» **The problem**
Please reproduce the data in full, exactly as it stands.

» **Data for this exercise**
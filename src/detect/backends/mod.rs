#[cfg(feature = "backend-opencv")]
pub mod cascade;
pub mod stub;

use std::fmt;
use std::path::Path;
use std::str::FromStr;

use anyhow::{anyhow, Result};

use crate::detect::backend::FaceDetector;

#[cfg(feature = "backend-opencv")]
pub use cascade::CascadeDetector;
pub use stub::StubDetector;

/// Detector backends selectable from configuration.
#[derive(Clone, Copy, Debug, PartialEq, Eq)]
pub enum DetectorKind {
    /// OpenCV Haar cascade.
    Cascade,
    /// Bright-patch threshold detector for synthetic sources.
    Stub,
}

impl FromStr for DetectorKind {
    type Err = anyhow::Error;

    fn from_str(s: &str) -> Result<Self> {
        match s.trim().to_ascii_lowercase().as_str() {
            "cascade" | "haar" => Ok(Self::Cascade),
            "stub" => Ok(Self::Stub),
            other => Err(anyhow!("unknown detector backend '{}'", other)),
        }
    }
}

impl fmt::Display for DetectorKind {
    fn fmt(&self, f: &mut fmt::Formatter<'_>) -> fmt::Result {
        match self {
            Self::Cascade => f.write_str("cascade"),
            Self::Stub => f.write_str("stub"),
        }
    }
}

/// Construct the configured backend. The cascade model is loaded here, once.
pub fn build_detector(kind: DetectorKind, cascade_path: &Path) -> Result<Box<dyn FaceDetector>> {
    match kind {
        DetectorKind::Stub => Ok(Box::new(StubDetector::threshold())),
        DetectorKind::Cascade => {
            #[cfg(feature = "backend-opencv")]
            {
                Ok(Box::new(CascadeDetector::load(cascade_path)?))
            }
            #[cfg(not(feature = "backend-opencv"))]
            {
                Err(anyhow!(
                    "cascade backend ({}) requires the backend-opencv feature",
                    cascade_path.display()
                ))
            }
        }
    }
}

#[cfg(test)]
mod tests {
    use super::*;

    #[test]
    fn parses_backend_names() {
        assert_eq!("cascade".parse::<DetectorKind>().unwrap(), DetectorKind::Cascade);
        assert_eq!(" Haar ".parse::<DetectorKind>().unwrap(), DetectorKind::Cascade);
        assert_eq!("stub".parse::<DetectorKind>().unwrap(), DetectorKind::Stub);
        assert!("yolo".parse::<DetectorKind>().is_err());
    }

    #[test]
    fn stub_backend_builds_without_model() {
        let detector = build_detector(DetectorKind::Stub, Path::new("/nonexistent.xml")).unwrap();
        assert_eq!(detector.name(), "stub");
    }
}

» **Reply**
filename src/detect/backends/mod.rs
#[cfg(feature = "backend-opencv")]
pub mod cascade;
pub mod stub;

use std::fmt;
use std::path::Path;
use std::str::FromStr;

use anyhow::{anyhow, Result};

use crate::detect::backend::FaceDetector;

#[cfg(feature = "backend-opencv")]
pub use cascade::CascadeDetector;
pub use stub::StubDetector;

/// Detector backends selectable from configuration.
#[derive(Clone, Copy, Debug, PartialEq, Eq)]
pub enum DetectorKind {
    /// OpenCV Haar cascade.
    Cascade,
    /// Bright-patch threshold detector for synthetic sources.
    Stub,
}

impl FromStr for DetectorKind {
    type Err = anyhow::Error;

    fn from_str(s: &str) -> Result<Self> {
        match s.trim().to_ascii_lowercase().as_str() {
            "cascade" | "haar" => Ok(Self::Cascade),
            "stub" => Ok(Self::Stub),
            other => Err(anyhow!("unknown detector backend '{}'", other)),
        }
    }
}

impl fmt::Display for DetectorKind {
    fn fmt(&self, f: &mut fmt::Formatter<'_>) -> fmt::Result {
        match self {
            Self::Cascade => f.write_str("cascade"),
            Self::Stub => f.write_str("stub"),
        }
    }
}

/// Construct the configured backend. The cascade model is loaded here, once.
pub fn build_detector(kind: DetectorKind, cascade_path: &Path) -> Result<Box<dyn FaceDetector>> {
    match kind {
        DetectorKind::Stub => Ok(Box::new(StubDetector::threshold())),
        DetectorKind::Cascade => {
            #[cfg(feature = "backend-opencv")]
            {
                Ok(Box::new(CascadeDetector::load(cascade_path)?))
            }
            #[cfg(not(feature = "backend-opencv"))]
            {
                Err(anyhow!(
                    "cascade backend ({}) requires the backend-opencv feature",
                    cascade_path.display()
                ))
            }
        }
    }
}

#[cfg(test)]
mod tests {
    use super::*;

    #[test]
    fn parses_backend_names() {
        assert_eq!("cascade".parse::<DetectorKind>().unwrap(), DetectorKind::Cascade);
        assert_eq!(" Haar ".parse::<DetectorKind>().unwrap(), DetectorKind::Cascade);
        assert_eq!("stub".parse::<DetectorKind>().unwrap(), DetectorKind::Stub);
        assert!("yolo".parse::<DetectorKind>().is_err());
    }

    #[test]
    fn stub_backend_builds_without_model() {
        let detector = build_detector(DetectorKind::Stub, Path::new("/nonexistent.xml")).unwrap();
        assert_eq!(detector.name(), "stub");
    }
}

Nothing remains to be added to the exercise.